A number of studies have reported the influence of astigmatism on visual function. Several studies have shown that retaining some of myopic astigmatism of against-the-rule would increases the depth of focus and increases near VA, without decreasing distance VA, in case the astigmatism cannot be corrected perfectly when cataract surgery for emmetropia is conducted [1] [8] [9] [10] [11] [12]. However, studies are increasing about adverse effects of astigmatism on visual function. Kamiya et al.[13] reported that uncorrected distant VA was better in eyes with less astigmatism. Wolffsohn et al. [14] reported that even if the uncorrected astigmatism is as small as 1D, it would significantly diminish the VA and affect the patient’s independence and quality of life. Wiggins and Daum [15] reported that patients with 0.50D of uncorrected cylinder complained of more eye fatigue and discomfort than well corrected patients when using a visual display terminal. Rosenfield et al. [16] suggested that small astigmatism should be corrected for comfort when working on a computer. Kazuhiro et al. [17] reported that visual function is affected by astigmatism even when conventional VA is good, irrespective of the axes of astigmatism. Singh et al. [1] recently investigated the relationship between uncorrected astigmatism and VA in pseudophakia. They reported that uncorrected myopic astigmatism of more than 1 D results in a large loss of distance VA, without additional benefit to near VA, and that uncorrected hyperopic astigmatism results in deterioration of both distance and near VAs. They also showed that myopic astigmatism decreased VA by 0.31 (logMAR) per diopter regardless of the direction of the astigmatism axis and 0.23 (logMAR) per diopter for hyperopic astigmatism in emmetropic pseudophakia. Hasegawa et al. [18] reported that astigmatic defocus deteriorates contrast sensitivity.

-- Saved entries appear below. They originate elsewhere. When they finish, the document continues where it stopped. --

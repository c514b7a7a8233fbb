//! User identity records issued by the external authentication service.

use serde::{Deserialize, Serialize};

/// The user record returned on login / signup / token verification.
#[derive(Debug, Clone, PartialEq, Eq, Serialize, Deserialize)]
pub struct UserRecord {
    #[serde(alias = "_id")]
    pub id: String,
    #[serde(default)]
    pub name: String,
    #[serde(default)]
    pub email: String,
}

/// Response of the auth service's `GET /verify/verifyToken`.
#[derive(Debug, Clone, Serialize, Deserialize)]
pub struct VerifyTokenResponse {
    pub success: bool,
    #[serde(default)]
    pub user: Option<UserRecord>,
}

#[cfg(test)]
mod tests {
    use super::*;

    #[test]
    fn test_user_record_accepts_mongo_id() {
        let user: UserRecord =
            serde_json::from_str(r#"{"_id":"abc123","name":"Ada","email":"ada@example.com"}"#)
                .unwrap();
        assert_eq!(user.id, "abc123");
        assert_eq!(user.name, "Ada");
    }

    #[test]
    fn test_verify_response_without_user() {
        let resp: VerifyTokenResponse = serde_json::from_str(r#"{"success":false}"#).unwrap();
        assert!(!resp.success);
        assert!(resp.user.is_none());
    }
}
//! Wire shapes of the History REST API.
//!
//! Shared by the axum handlers (which deserialize requests) and the reqwest
//! client (which serializes them). Request fields are optional so that a
//! missing field surfaces as a validation error with a readable message
//! instead of a generic deserialization failure.

use chrono::{DateTime, Utc};
use serde::{Deserialize, Serialize};

use crate::history::{ChatSession, NewMessage};

/// Body of `POST /history/session`.
#[derive(Debug, Clone, Default, Serialize, Deserialize)]
#[serde(rename_all = "camelCase")]
pub struct CreateSessionRequest {
    pub user_id: Option<String>,
    #[serde(default, skip_serializing_if = "Option::is_none")]
    pub session_name: Option<String>,
}

/// Body of `POST /history/message`.
#[derive(Debug, Clone, Default, Serialize, Deserialize)]
#[serde(rename_all = "camelCase")]
pub struct AppendMessageRequest {
    pub user_id: Option<String>,
    pub session_id: Option<String>,
    pub message: Option<NewMessage>,
}

/// Body of `POST /history/messages/bulk`.
#[derive(Debug, Clone, Default, Serialize, Deserialize)]
#[serde(rename_all = "camelCase")]
pub struct AppendMessagesRequest {
    pub user_id: Option<String>,
    pub session_id: Option<String>,
    pub messages: Option<Vec<NewMessage>>,
}

/// Body of `PATCH /history/session/{sessionId}`.
#[derive(Debug, Clone, Default, Serialize, Deserialize)]
#[serde(rename_all = "camelCase")]
pub struct RenameSessionRequest {
    pub user_id: Option<String>,
    pub session_name: Option<String>,
}

/// Query string carrying the owning user (`?userId=...`).
#[derive(Debug, Clone, Default, Serialize, Deserialize)]
#[serde(rename_all = "camelCase")]
pub struct UserQuery {
    pub user_id: Option<String>,
}

/// `{success, session}` response.
#[derive(Debug, Clone, Serialize, Deserialize)]
pub struct SessionEnvelope {
    pub success: bool,
    pub session: ChatSession,
    #[serde(default, skip_serializing_if = "Option::is_none")]
    pub message: Option<String>,
}

/// `{success, sessions, count}` response.
#[derive(Debug, Clone, Serialize, Deserialize)]
pub struct SessionListEnvelope {
    pub success: bool,
    pub sessions: Vec<ChatSession>,
    #[serde(default)]
    pub count: usize,
}

/// `{success, deleted}` response.
#[derive(Debug, Clone, Serialize, Deserialize)]
pub struct DeleteEnvelope {
    pub success: bool,
    pub deleted: bool,
}

/// `{success: false, message}` response.
#[derive(Debug, Clone, Serialize, Deserialize)]
pub struct ErrorEnvelope {
    pub success: bool,
    pub message: String,
}

/// Body of `GET /health`.
#[derive(Debug, Clone, Serialize, Deserialize)]
pub struct HealthStatus {
    pub status: String,
    pub timestamp: DateTime<Utc>,
    pub version: String,
}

The current study showed significant differences between monofocal and toric IOLs, with distant UCVA of 0.55 logMAR with monofocal IOLs and 0.38 logMAR with toric IOLs, 2 months postoperatively.

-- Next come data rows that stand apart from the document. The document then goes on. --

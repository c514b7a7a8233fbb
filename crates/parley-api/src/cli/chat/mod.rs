//! Interactive CLI chat for Parley.
//!
//! Renders a [`parley_core::client::controller::ChatController`]: banner,
//! transcript bubbles, a thinking spinner while a message is in flight, and
//! slash commands for session management. Entry point:
//! `loop_runner::run_chat`.

pub mod banner;
pub mod commands;
pub mod input;
pub mod loop_runner;
pub mod renderer;
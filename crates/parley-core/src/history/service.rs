//! History service: validation and the session operations exposed over REST.
//!
//! HistoryService sits between the REST handlers and the Session Store. It
//! owns input validation, default session naming and timestamp assignment;
//! the repository owns atomicity.

use parley_types::error::{HistoryError, RepositoryError};
use parley_types::history::{ChatSession, NewMessage, default_session_name, now_micros};
use tracing::{debug, error, info};
use uuid::Uuid;

use super::repository::HistoryRepository;

/// Orchestrates session creation, appends and lookups.
///
/// Generic over `HistoryRepository` so parley-core never depends on
/// parley-infra.
pub struct HistoryService<R: HistoryRepository> {
    repo: R,
}

impl<R: HistoryRepository> HistoryService<R> {
    pub fn new(repo: R) -> Self {
        Self { repo }
    }

    /// Access the underlying repository.
    pub fn repo(&self) -> &R {
        &self.repo
    }

    /// Create an empty session.
    ///
    /// A missing or blank name is replaced with `Session YYYY-MM-DD HH:MM:SS`.
    pub async fn create_session(
        &self,
        user_id: &str,
        session_name: Option<&str>,
    ) -> Result<ChatSession, HistoryError> {
        let user_id = require_user_id(user_id)?;
        let now = now_micros();
        let name = match session_name.map(str::trim) {
            Some(name) if !name.is_empty() => name.to_string(),
            _ => default_session_name(now),
        };

        let session = ChatSession::new(user_id, name, now);
        let created = self
            .repo
            .insert_session(&session)
            .await
            .map_err(|e| storage_error("create_session", e))?;

        info!(user_id, session_id = %created.id, name = %created.session_name, "session created");
        Ok(created)
    }

    /// Append one message and return the updated session.
    pub async fn append_message(
        &self,
        user_id: &str,
        session_id: &Uuid,
        message: NewMessage,
    ) -> Result<ChatSession, HistoryError> {
        self.append_messages(user_id, session_id, vec![message]).await
    }

    /// Append many messages as one all-or-nothing push.
    ///
    /// Every element is validated before anything is written. An empty list
    /// is legal and only checks that the session exists.
    pub async fn append_messages(
        &self,
        user_id: &str,
        session_id: &Uuid,
        messages: Vec<NewMessage>,
    ) -> Result<ChatSession, HistoryError> {
        let user_id = require_user_id(user_id)?;
        for (index, message) in messages.iter().enumerate() {
            message
                .validate()
                .map_err(|reason| HistoryError::Validation(format!("message {index}: {reason}")))?;
        }

        let now = now_micros();
        let resolved: Vec<_> = messages.into_iter().map(|m| m.into_message(now)).collect();

        let session = self
            .repo
            .append_messages(user_id, session_id, &resolved, now)
            .await
            .map_err(|e| storage_error("append_messages", e))?;

        debug!(user_id, session_id = %session_id, count = resolved.len(), "messages appended");
        Ok(session)
    }

    /// Fetch one session, scoped to its owner.
    pub async fn get_session(
        &self,
        user_id: &str,
        session_id: &Uuid,
    ) -> Result<ChatSession, HistoryError> {
        let user_id = require_user_id(user_id)?;
        self.repo
            .get_session(user_id, session_id)
            .await
            .map_err(|e| storage_error("get_session", e))?
            .ok_or_else(|| HistoryError::NotFound("Session".to_string()))
    }

    /// All sessions of a user, most recent first. Empty when there are none.
    pub async fn list_sessions(&self, user_id: &str) -> Result<Vec<ChatSession>, HistoryError> {
        let user_id = require_user_id(user_id)?;
        self.repo
            .list_sessions(user_id)
            .await
            .map_err(|e| storage_error("list_sessions", e))
    }

    /// Delete a session and its messages.
    pub async fn delete_session(&self, user_id: &str, session_id: &Uuid) -> Result<(), HistoryError> {
        let user_id = require_user_id(user_id)?;
        self.repo
            .delete_session(user_id, session_id)
            .await
            .map_err(|e| storage_error("delete_session", e))?;
        info!(user_id, session_id = %session_id, "session deleted");
        Ok(())
    }

    /// Rename a session. The new name must not be blank.
    pub async fn rename_session(
        &self,
        user_id: &str,
        session_id: &Uuid,
        session_name: &str,
    ) -> Result<ChatSession, HistoryError> {
        let user_id = require_user_id(user_id)?;
        let name = session_name.trim();
        if name.is_empty() {
            return Err(HistoryError::Validation(
                "sessionName must not be empty".to_string(),
            ));
        }
        self.repo
            .rename_session(user_id, session_id, name, now_micros())
            .await
            .map_err(|e| storage_error("rename_session", e))
    }
}

fn require_user_id(user_id: &str) -> Result<&str, HistoryError> {
    let trimmed = user_id.trim();
    if trimmed.is_empty() {
        return Err(HistoryError::Validation("userId is required".to_string()));
    }
    Ok(trimmed)
}

/// Map a repository error, logging anything that is not a plain miss.
fn storage_error(operation: &str, e: RepositoryError) -> HistoryError {
    if !matches!(e, RepositoryError::NotFound) {
        error!(operation, error = %e, "session store failure");
    }
    HistoryError::from(e)
}
//! Application error type mapping to HTTP status codes and the error envelope.

use axum::Json;
use axum::extract::rejection::{JsonRejection, QueryRejection};
use axum::http::StatusCode;
use axum::response::{IntoResponse, Response};
use parley_types::api::ErrorEnvelope;
use parley_types::error::HistoryError;

/// Application-level error that maps to HTTP responses.
#[derive(Debug)]
pub enum AppError {
    /// Missing or malformed input.
    Validation(String),
    /// The addressed resource does not exist for this user.
    NotFound(String),
    /// Storage or other server-side failure. Details are logged, not returned.
    Internal(String),
}

impl From<HistoryError> for AppError {
    fn from(e: HistoryError) -> Self {
        match e {
            HistoryError::Validation(msg) => AppError::Validation(msg),
            e @ HistoryError::NotFound(_) => AppError::NotFound(e.to_string()),
            HistoryError::Storage(msg) => AppError::Internal(msg),
        }
    }
}

impl From<JsonRejection> for AppError {
    fn from(e: JsonRejection) -> Self {
        AppError::Validation(e.body_text())
    }
}

impl From<QueryRejection> for AppError {
    fn from(e: QueryRejection) -> Self {
        AppError::Validation(e.body_text())
    }
}

impl IntoResponse for AppError {
    fn into_response(self) -> Response {
        let (status, message) = match self {
            AppError::Validation(msg) => (StatusCode::BAD_REQUEST, msg),
            AppError::NotFound(msg) => (StatusCode::NOT_FOUND, msg),
            AppError::Internal(detail) => {
                tracing::error!(error = %detail, "request failed");
                (
                    StatusCode::INTERNAL_SERVER_ERROR,
                    "Internal server error".to_string(),
                )
            }
        };

        let body = ErrorEnvelope {
            success: false,
            message,
        };
        (status, Json(body)).into_response()
    }
}
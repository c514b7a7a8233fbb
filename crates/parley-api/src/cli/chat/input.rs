//! Async readline input for the chat loop.
//!
//! Wraps `rustyline_async::Readline` and folds its results into
//! [`InputEvent`]s.

use rustyline_async::{Readline, ReadlineError, ReadlineEvent, SharedWriter};

/// Events produced by the input handler.
#[derive(Debug)]
pub enum InputEvent {
    /// User submitted a line (trimmed).
    Message(String),
    /// End of file (Ctrl+D).
    Eof,
    /// Interrupt signal (Ctrl+C).
    Interrupted,
}

pub struct ChatInput {
    rl: Readline,
}

impl ChatInput {
    /// Create the input handler with the given prompt.
    ///
    /// The returned `SharedWriter` prints without clobbering the prompt.
    pub fn new(prompt: String) -> Result<(Self, SharedWriter), ReadlineError> {
        let (rl, stdout) = Readline::new(prompt)?;
        Ok((Self { rl }, stdout))
    }

    /// Read a line of input. Read errors are treated as end of input.
    pub async fn read_line(&mut self) -> InputEvent {
        match self.rl.readline().await {
            Ok(ReadlineEvent::Line(line)) => {
                let trimmed = line.trim().to_string();
                if !trimmed.is_empty() {
                    self.rl.add_history_entry(trimmed.clone());
                }
                InputEvent::Message(trimmed)
            }
            Ok(ReadlineEvent::Eof) => InputEvent::Eof,
            Ok(ReadlineEvent::Interrupted) => InputEvent::Interrupted,
            Err(e) => {
                tracing::debug!(error = %e, "readline failed");
                InputEvent::Eof
            }
        }
    }

    pub fn clear(&mut self) {
        let _ = self.rl.clear();
    }

    /// Restore the terminal before the process prints its final lines.
    pub fn flush(&mut self) {
        let _ = self.rl.flush();
    }
}
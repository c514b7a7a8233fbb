//! Language model abstraction.

pub mod provider;
//! GeminiProvider -- [`LanguageModel`] over the `generateContent` REST API.
//!
//! POSTs the transcript to `{base}/v1beta/models/{model}:generateContent`.
//! The API key travels as the `key` query parameter, is held in a
//! [`SecretString`] and never appears in logs.

use std::time::Duration;

use parley_core::llm::provider::LanguageModel;
use parley_types::error::LlmError;
use parley_types::llm::{GenerateContentRequest, GenerateContentResponse};
use secrecy::{ExposeSecret, SecretString};
use tracing::{Instrument, warn};

/// Environment variable holding the API key.
pub const API_KEY_ENV: &str = "GEMINI_API_KEY";

/// No `Debug` derive: keeps the key out of debug output entirely.
pub struct GeminiProvider {
    client: reqwest::Client,
    api_key: SecretString,
    base_url: String,
    model: String,
}

impl GeminiProvider {
    pub fn new(
        api_key: SecretString,
        model: impl Into<String>,
        base_url: impl Into<String>,
        timeout: Duration,
    ) -> Result<Self, LlmError> {
        let client = reqwest::Client::builder()
            .timeout(timeout)
            .build()
            .map_err(|e| LlmError::Provider {
                message: format!("failed to create HTTP client: {e}"),
            })?;

        Ok(Self {
            client,
            api_key,
            base_url: base_url.into().trim_end_matches('/').to_string(),
            model: model.into(),
        })
    }

    /// Read the key from `GEMINI_API_KEY`.
    pub fn api_key_from_env() -> Result<SecretString, LlmError> {
        api_key_from(std::env::var(API_KEY_ENV).ok())
    }

    /// Like [`api_key_from_env`](Self::api_key_from_env), but a missing key
    /// yields an empty one. Model calls then fail and show up in the chat.
    pub fn api_key_from_env_or_empty() -> SecretString {
        or_empty_key(Self::api_key_from_env())
    }

    async fn call(
        &self,
        request: &GenerateContentRequest,
    ) -> Result<GenerateContentResponse, LlmError> {
        let response = self
            .client
            .post(self.url())
            .query(&[("key", self.api_key.expose_secret())])
            .json(request)
            .send()
            .await
            .map_err(|e| LlmError::Provider {
                message: format!("HTTP request failed: {}", e.without_url()),
            })?;

        let status = response.status();
        if !status.is_success() {
            let body = response.text().await.unwrap_or_default();
            tracing::warn!(status = status.as_u16(), "generateContent failed");
            return Err(match status.as_u16() {
                401 | 403 => LlmError::AuthenticationFailed,
                code => LlmError::Http { status: code, body },
            });
        }

        let parsed: GenerateContentResponse = response.json().await.map_err(|e| {
            LlmError::Deserialization(format!("failed to parse response: {}", e.without_url()))
        })?;
        tracing::debug!(candidates = parsed.candidates.len(), "generateContent ok");
        Ok(parsed)
    }

    fn url(&self) -> String {
        format!(
            "{}/v1beta/models/{}:generateContent",
            self.base_url, self.model
        )
    }
}

impl LanguageModel for GeminiProvider {
    fn name(&self) -> &str {
        "gemini"
    }

    fn model(&self) -> &str {
        &self.model
    }

    async fn generate(
        &self,
        request: &GenerateContentRequest,
    ) -> Result<GenerateContentResponse, LlmError> {
        let span = tracing::info_span!(
            "chat",
            gen_ai.operation.name = "chat",
            gen_ai.provider.name = "gemini",
            gen_ai.request.model = %self.model,
            turns = request.contents.len(),
        );

        self.call(request).instrument(span).await
    }
}

fn api_key_from(value: Option<String>) -> Result<SecretString, LlmError> {
    match value {
        Some(key) if !key.trim().is_empty() => Ok(SecretString::from(key)),
        _ => Err(LlmError::Provider {
            message: format!("{API_KEY_ENV} is not set"),
        }),
    }
}

fn or_empty_key(key: Result<SecretString, LlmError>) -> SecretString {
    key.unwrap_or_else(|e| {
        warn!(error = %e, "no model API key; replies will show the provider error");
        SecretString::from(String::new())
    })
}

Therefore, implantation of a toric IOL is strongly recommended for patients with both cataract and corneal astigmatism [19] [20]. However, myopic patients who determined to nearsighted target such as -3D have to wear spectacle as usual after surgery, so the remaining astigmatism can be corrected by spectacle. Therefore, toric IOL is not actively recommended in such cases. However, these patients do not always wear spectacle at home and they often take them off when taking a shower or reading a book. The uncorrected visual acuity can be quite important considering that times without spectacle is not short at home.
According to a study by Nael et al [21] on activity limitations due to decreased VA, 17.9% or those whose distance Snellen VA is better than 20/63–20/60 (0.3–0.5 log MAR) have limitations with regard to activities of daily living (ADL) [22] [23] [24] [25] [26] such as dressing, washing, toileting, and eating, whereas nearly twice as many (32.2%) of those who have VA worse than 20/63 (0.5 logMAR) have ADL limitations.

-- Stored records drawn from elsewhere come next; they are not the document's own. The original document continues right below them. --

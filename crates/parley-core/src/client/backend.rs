//! HistoryBackend trait: the History Service as seen from the chat client.
//!
//! Implemented over HTTP in parley-infra (`HttpHistoryClient`) and in-process
//! by [`crate::client::local::InProcessBackend`].

use parley_types::error::BackendError;
use parley_types::history::{ChatSession, NewMessage};
use uuid::Uuid;

pub trait HistoryBackend: Send + Sync {
    /// Liveness probe. Any error means the backend is unreachable.
    fn health(&self) -> impl std::future::Future<Output = Result<(), BackendError>> + Send;

    fn list_sessions(
        &self,
        user_id: &str,
    ) -> impl std::future::Future<Output = Result<Vec<ChatSession>, BackendError>> + Send;

    fn get_session(
        &self,
        user_id: &str,
        session_id: &Uuid,
    ) -> impl std::future::Future<Output = Result<ChatSession, BackendError>> + Send;

    fn create_session(
        &self,
        user_id: &str,
        session_name: Option<&str>,
    ) -> impl std::future::Future<Output = Result<ChatSession, BackendError>> + Send;

    fn append_message(
        &self,
        user_id: &str,
        session_id: &Uuid,
        message: &NewMessage,
    ) -> impl std::future::Future<Output = Result<ChatSession, BackendError>> + Send;

    fn delete_session(
        &self,
        user_id: &str,
        session_id: &Uuid,
    ) -> impl std::future::Future<Output = Result<(), BackendError>> + Send;

    fn rename_session(
        &self,
        user_id: &str,
        session_id: &Uuid,
        session_name: &str,
    ) -> impl std::future::Future<Output = Result<ChatSession, BackendError>> + Send;
}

Myopia is a very common ophthalmologic disease, and its prevalence is increasing worldwide. Considering educational activities, continuous urbanization, and westernization, it is estimated that the prevalence of myopia will continue to increase [27] [28]. Myopic patients are increasingly undergoing cataract surgery; therefore, consultation on toric IOL with myopic target refraction is likely to increase. Based on the results of this study, we recommend toric IOL implantation in such patients to offer better quality of life after cataract surgery.
In conclusion, implantation of a toric IOL was superior to monofocal IOL in terms of UCVA in both near and distance for cataract patients with astigmatism even when target refraction power is determined to myopia. This may be meaningful for future clinical applications. To the best of our knowledge, this is the first study to quantify it.